Il Paese è sempre lo stesso, la Cina, così come il problema, la censura su internet. Ad essere messi sotto accusa la società di Bill Gates, la Microsoft e due importantissimi motori di ricerca, Google e Yahoo, colpevoli di favorire e aiutare il controllo del Web nel Paese.
Le accuse non sono nuove così come le polemiche che la vicenda ha sollevato, ma il gruppo umanitario Human's Right Watch (Hrw), in un documento pubblicato dal suo ufficio di Hong Kong, torna ad accusare le grandi compagnie occidentali di Internet di essere «complici» del governo cinese nell' imporre pesanti limitazioni alla libertà di espressione.
Con un rapporto di 149 pagine, l'associazione umanitaria fa sapere che, il sistema di censura e di sorveglianza di internet cinese popolarmente conosciuto come "Great Firewall", è il più avanzato del mondo. Non ha dubbi Rebecca Mac Kinnon, consulente presso la vigilanza dei diritti dell´uomo: «Le aziende occidentali di internet sono complici attivamente nella censura del materiale politico, gli utenti non sanno cosa accade e perché. Ci può essere moralità e funzionare bene anche in Cina. È tempo per le aziende dell´internet di decidere se desiderare di far parte del problema o della soluzione».
L'organizzazione umanitaria ha definito «arbitrario, opaco e inaccettabile» il blocco di siti web e di ricerche di termini politicamente sensibili e sollecitato le società in questione a essere chiare con i propri utenti in merito alla censura. Nel rapporto Hrw parla di paradossi e di troppi interessi:«È ironico che le società la cui esistenza dipende dalla libertà d'informazione e d'espressione abbiano assunto un ruolo di censori, anche nei casi in cui il governo cinese non ne fa loro una specifica richiesta».

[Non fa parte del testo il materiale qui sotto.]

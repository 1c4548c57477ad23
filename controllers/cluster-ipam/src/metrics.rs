//! Prometheus metrics and HTTP probes.
//!
//! Serves `/healthz`, `/readyz` and `/metrics` on the configured address.
//! Each `Metrics` owns its registry so tests can build as many as they like.

use crate::error::ControllerError;
use axum::{
    Router,
    extract::State,
    http::{StatusCode, header},
    response::IntoResponse,
    routing::get,
};
use prometheus::{Encoder, Histogram, HistogramOpts, IntCounter, IntCounterVec, Opts, Registry, TextEncoder};
use std::net::SocketAddr;
use std::sync::Arc;
use std::sync::atomic::{AtomicBool, Ordering};
use tower_http::trace::TraceLayer;
use tracing::info;

/// Controller metrics.
#[derive(Clone)]
pub struct Metrics {
    registry: Registry,
    pub reconciliations: IntCounter,
    pub reconcile_errors: IntCounterVec,
    pub reconcile_duration: Histogram,
    pub pools_created: IntCounter,
    pub claims_created: IntCounter,
    pub finalizers_removed: IntCounter,
}

impl std::fmt::Debug for Metrics {
    fn fmt(&self, f: &mut std::fmt::Formatter<'_>) -> std::fmt::Result {
        f.debug_struct("Metrics").finish_non_exhaustive()
    }
}

impl Metrics {
    pub fn new() -> Result<Self, ControllerError> {
        let registry = Registry::new_custom(Some("vmcluster_ipam".to_string()), None)?;

        let reconciliations = IntCounter::new("reconciliations_total", "VmCluster reconciliations started")?;
        let reconcile_errors = IntCounterVec::new(
            Opts::new("reconcile_errors_total", "VmCluster reconciliations that failed"),
            &["kind"],
        )?;
        let reconcile_duration = Histogram::with_opts(HistogramOpts::new(
            "reconcile_duration_seconds",
            "Time spent in a single VmCluster reconciliation",
        ))?;
        let pools_created = IntCounter::new("pools_created_total", "Address pools created")?;
        let claims_created = IntCounter::new("claims_created_total", "Endpoint address claims created")?;
        let finalizers_removed = IntCounter::new("finalizers_removed_total", "VmCluster finalizers released")?;

        registry.register(Box::new(reconciliations.clone()))?;
        registry.register(Box::new(reconcile_errors.clone()))?;
        registry.register(Box::new(reconcile_duration.clone()))?;
        registry.register(Box::new(pools_created.clone()))?;
        registry.register(Box::new(claims_created.clone()))?;
        registry.register(Box::new(finalizers_removed.clone()))?;

        Ok(Self {
            registry,
            reconciliations,
            reconcile_errors,
            reconcile_duration,
            pools_created,
            claims_created,
            finalizers_removed,
        })
    }

    /// Count a failed reconciliation under `kind` (`permanent` or `transient`)
    pub fn record_error(&self, permanent: bool) {
        let kind = if permanent { "permanent" } else { "transient" };
        self.reconcile_errors.with_label_values(&[kind]).inc();
    }

    /// Render the registry in the Prometheus text format
    pub fn render(&self) -> Result<String, ControllerError> {
        let mut buffer = Vec::new();
        TextEncoder::new().encode(&self.registry.gather(), &mut buffer)?;
        String::from_utf8(buffer).map_err(|e| ControllerError::Metrics(e.to_string()))
    }
}

#[derive(Clone)]
struct ProbeState {
    metrics: Metrics,
    ready: Arc<AtomicBool>,
}

/// Build the probe and metrics router.
pub fn router(metrics: Metrics, ready: Arc<AtomicBool>) -> Router {
    Router::new()
        .route("/healthz", get(healthz))
        .route("/readyz", get(readyz))
        .route("/metrics", get(metrics_handler))
        .with_state(ProbeState { metrics, ready })
        .layer(TraceLayer::new_for_http())
}

/// Serve probes and metrics until the listener fails.
pub async fn serve(addr: SocketAddr, metrics: Metrics, ready: Arc<AtomicBool>) -> Result<(), ControllerError> {
    let listener = tokio::net::TcpListener::bind(addr)
        .await
        .map_err(|e| ControllerError::Metrics(format!("failed to bind {}: {}", addr, e)))?;
    info!("Serving probes and metrics on {}", addr);
    axum::serve(listener, router(metrics, ready))
        .await
        .map_err(|e| ControllerError::Metrics(e.to_string()))
}

async fn healthz() -> &'static str {
    "ok"
}

async fn readyz(State(state): State<ProbeState>) -> impl IntoResponse {
    if state.ready.load(Ordering::Relaxed) {
        (StatusCode::OK, "ready")
    } else {
        (StatusCode::SERVICE_UNAVAILABLE, "starting")
    }
}

async fn metrics_handler(State(state): State<ProbeState>) -> impl IntoResponse {
    match state.metrics.render() {
        Ok(body) => (StatusCode::OK, [(header::CONTENT_TYPE, "text/plain; version=0.0.4")], body).into_response(),
        Err(e) => (StatusCode::INTERNAL_SERVER_ERROR, e.to_string()).into_response(),
    }
}

#[cfg(test)]
mod tests {
    use super::*;
    use axum::body::{Body, to_bytes};
    use axum::http::Request;
    use tower::ServiceExt;

    #[test]
    fn test_render_includes_counters() {
        let metrics = Metrics::new().unwrap();
        metrics.pools_created.inc();
        metrics.record_error(true);
        let text = metrics.render().unwrap();
        assert!(text.contains("vmcluster_ipam_pools_created_total 1"));
        assert!(text.contains("vmcluster_ipam_reconcile_errors_total{kind=\"permanent\"} 1"));
    }

    #[tokio::test]
    async fn test_readyz_reflects_flag() {
        let ready = Arc::new(AtomicBool::new(false));
        let app = router(Metrics::new().unwrap(), ready.clone());

        let response = app
            .clone()
            .oneshot(Request::get("/readyz").body(Body::empty()).unwrap())
            .await
            .unwrap();
        assert_eq!(response.status(), StatusCode::SERVICE_UNAVAILABLE);

        ready.store(true, Ordering::Relaxed);
        let response = app
            .oneshot(Request::get("/readyz").body(Body::empty()).unwrap())
            .await
            .unwrap();
        assert_eq!(response.status(), StatusCode::OK);
    }

    #[tokio::test]
    async fn test_metrics_endpoint() {
        let metrics = Metrics::new().unwrap();
        metrics.reconciliations.inc();
        let app = router(metrics, Arc::new(AtomicBool::new(true)));

        let response = app
            .oneshot(Request::get("/metrics").body(Body::empty()).unwrap())
            .await
            .unwrap();
        assert_eq!(response.status(), StatusCode::OK);
        let body = to_bytes(response.into_body(), usize::MAX).await.unwrap();
        assert!(String::from_utf8_lossy(&body).contains("vmcluster_ipam_reconciliations_total 1"));
    }
}
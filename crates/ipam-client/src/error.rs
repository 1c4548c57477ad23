//! IPAM client errors

use thiserror::Error;

/// Errors that can occur when talking to the IPAM provider
#[derive(Debug, Error)]
pub enum IpamError {
    /// Object does not exist. A control-flow signal for callers, not a failure.
    #[error("Not found: {0}")]
    NotFound(String),

    /// Create raced with an existing object of the same name
    #[error("Already exists: {0}")]
    AlreadyExists(String),

    /// An object with our deterministic name exists but belongs to someone else
    #[error("Ownership conflict: {0}")]
    OwnershipConflict(String),

    /// IP configuration rejected before reaching the provider
    #[error("Validation failed: {0}")]
    Validation(String),

    /// Kubernetes API error
    #[error("Kubernetes error: {0}")]
    Kube(kube::Error),

    /// Provider error without an underlying kube error
    #[error("IPAM API error: {0}")]
    Api(String),
}

impl IpamError {
    pub fn is_not_found(&self) -> bool {
        matches!(self, IpamError::NotFound(_))
    }

    pub fn is_already_exists(&self) -> bool {
        matches!(self, IpamError::AlreadyExists(_))
    }
}

impl From<kube::Error> for IpamError {
    fn from(err: kube::Error) -> Self {
        match err {
            kube::Error::Api(ae) if ae.code == 404 => IpamError::NotFound(ae.message.clone()),
            kube::Error::Api(ae) if ae.code == 409 && ae.reason == "AlreadyExists" => IpamError::AlreadyExists(ae.message.clone()),
            other => IpamError::Kube(other),
        }
    }
}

Le accuse di aver compromesso i propri principi di libertà e indipendenza, censurando alcune ricerche e titoli di blog politicamente sensibili allo scopo di fare affari nel secondo mercato mondiale di Internet, sono sostenute da fatti di rilevante importanza in cui le società accusate sono coinvolte.
Ma andiamo per ordine e cominciamo a ricordare in quali guai si è cacciato il portale americano Yahoo. Nei mesi scorsi sono venute alla luce una serie di vicende che sono riportate anche nel rapporto di Hrw: «Yahoo collabora e si sottomette alle forze di polizia di un regime illiberale». L'azienda di Sunnyvale è ritenuta colpevole di aver aiutato la polizia cinese a identificare alcuni dissidenti che avevano diffuso in rete degli scritti critici del governo di Pechino. In un caso, quello del giornalista Shi Tao, la denuncia di Yahoo ha portato ad una condanna a dieci anni di prigione. Ma il portale si è difeso dichiarando che si è limitato a seguire le leggi locali.

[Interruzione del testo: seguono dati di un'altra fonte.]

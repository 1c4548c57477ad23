//! InClusterIPPool CRD
//!
//! Address pool of the in-cluster IPAM provider. One is created per
//! (VmCluster, family); the provider hands out addresses from it.

use kube::CustomResource;
use schemars::JsonSchema;
use serde::{Deserialize, Serialize};

pub const IPAM_API_GROUP: &str = "ipam.cluster.x-k8s.io";
pub const IN_CLUSTER_IP_POOL_KIND: &str = "InClusterIPPool";

#[derive(CustomResource, Debug, Clone, Serialize, Deserialize, JsonSchema, Default)]
#[kube(
    group = "ipam.cluster.x-k8s.io",
    version = "v1alpha2",
    kind = "InClusterIPPool",
    namespaced,
    status = "InClusterIPPoolStatus"
)]
#[serde(rename_all = "camelCase")]
pub struct InClusterIPPoolSpec {
    /// Address ranges: CIDRs, `start-end` ranges or single addresses
    pub addresses: Vec<String>,

    /// Network prefix length of handed-out addresses
    pub prefix: u8,

    #[serde(default, skip_serializing_if = "Option::is_none")]
    pub gateway: Option<String>,
}

#[derive(Debug, Clone, Serialize, Deserialize, JsonSchema, Default)]
#[serde(rename_all = "camelCase")]
pub struct InClusterIPPoolStatus {
    /// Address usage, maintained by the provider
    #[serde(default, skip_serializing_if = "Option::is_none")]
    pub ip_addresses: Option<IPAddressUsage>,
}

#[derive(Debug, Clone, Serialize, Deserialize, JsonSchema, Default)]
#[serde(rename_all = "camelCase")]
pub struct IPAddressUsage {
    pub total: u64,
    pub used: u64,
    pub free: u64,
}
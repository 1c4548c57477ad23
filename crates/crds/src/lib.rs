//! VmCluster CRD Definitions
//!
//! Kubernetes resource types used by the cluster IPAM controller:
//! - `VmCluster`: the infrastructure cluster record this controller owns
//! - `Cluster`: the parent cluster record (foreign kind, only the fields we read)
//! - `InClusterIPPool`, `IPAddressClaim`, `IPAddress`: the consumed IPAM provider kinds

pub mod cluster;
pub mod conditions;
pub mod family;
pub mod ip_claim;
pub mod ip_pool;
pub mod references;
pub mod vm_cluster;

pub use cluster::*;
pub use conditions::*;
pub use family::*;
pub use ip_claim::*;
pub use ip_pool::*;
pub use references::*;
pub use vm_cluster::*;

/// Label carrying the owning cluster's name on every resource we create.
pub const CLUSTER_NAME_LABEL: &str = "cluster.x-k8s.io/cluster-name";

/// Annotation that pauses reconciliation of a single object.
pub const PAUSED_ANNOTATION: &str = "cluster.x-k8s.io/paused";
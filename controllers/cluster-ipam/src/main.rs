//! VmCluster IPAM Controller
//!
//! Reconciles VmCluster resources:
//! - creates one InClusterIPPool per configured IP family
//! - claims the control-plane endpoint address and publishes it in status
//! - holds a finalizer until the parent Cluster, claims and pools are gone

mod backoff;
mod config;
mod controller;
mod error;
mod metrics;
mod reconcile_helpers;
mod reconciler;
mod store;
mod watcher;

#[cfg(test)]
mod test_utils;

use crate::config::{ControllerConfig, LogFormat};
use crate::error::ControllerError;
use controller::Controller;
use tracing::info;
use tracing_subscriber::EnvFilter;

#[tokio::main]
async fn main() -> Result<(), ControllerError> {
    let config = ControllerConfig::from_env()?;
    init_tracing(config.log_format);

    // Install ring before any TLS client is built
    if rustls::crypto::ring::default_provider().install_default().is_err() {
        info!("rustls crypto provider already installed");
    }

    info!("Starting VmCluster IPAM Controller");
    info!("Configuration:");
    info!("  Namespace: {}", config.namespace.as_deref().unwrap_or("all namespaces"));
    info!("  Control-plane endpoint port: {}", config.endpoint_port);
    info!("  Reconcile timeout: {:?}", config.reconcile_timeout);
    info!("  Requeue interval: {:?}", config.requeue_interval);
    info!("  Metrics address: {}", config.metrics_addr);

    let controller = Controller::new(config).await?;
    controller.run().await?;

    Ok(())
}

fn init_tracing(format: LogFormat) {
    let filter = EnvFilter::try_from_default_env().unwrap_or_else(|_| EnvFilter::new("info"));
    let builder = tracing_subscriber::fmt().with_env_filter(filter);
    match format {
        LogFormat::Json => builder.json().init(),
        LogFormat::Text => builder.init(),
    }
}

A correre in aiuto di Yahoo anche il regime pechinese. Il portavoce del ministero degli Esteri, Liu Jianchao, ha infatti dichiarato che: «Il governo cinese ha adottato misure di sorveglianza per limitare contenuti immorali e dannosi... lo scopo è salvaguardare l'interesse del popolo. Le aziende straniere, che vogliono operare in Cina, dovranno rispettare la legge cinese».
Ad adeguarsi anche il più importante motore di ricerca del mondo, Google (ribattezzato "gulag" dai dissidenti) che proprio non ci tiene a perdere una consistente fetta di mercato come quella cinese. Google, quindi, ha pensato bene di impedire l´accesso a numerosi blog che esprimevano idee pacifiche. Questo, quando su richiesta del governo cinese, i blog non sono stati direttamente cancellati.
Attacchi anche al software di Skipe. Hrw ha ricordato che, il sito che permette di telefonare a costi bassi, ha accettato di mettere nel software usato dagli utenti cinesi delle parole chiave che bloccano le conversazioni che toccano argomenti sensibili. «Spaventato dalla possibilità di perdere uno dei più ricchi e promettenti bacini d´utenza della Rete».
Ma Brad Adams, direttore della sezione di Human Right Watch in Asia ci tiene a ricordare a queste società del web come: «Non si possa divenire censori politici senza causare delle forti reazioni come la perdita di fiducia degli utenti».
Intanto Hrw chiede l´approvazione di una legge che vieti alle compagnie di immagazzinare i dati degli utenti sui server in Cina. Lo scopo è quello di permettere anche in questo Paese una piena libertà di espressioni e di idee. Non facilitare la censura, non permettere l´arresto di pacifisti e dare un forte esempio di vero corporativismo etico. Tutto questo perché, conclude Hrw: «Le aziende che predicano la libertà di espressione non dovrebbero essere uno strumento usato dai governi, non dovrebbero essere manipolate per favorire gli abusi sulla libertà di espressione di ogni uomo».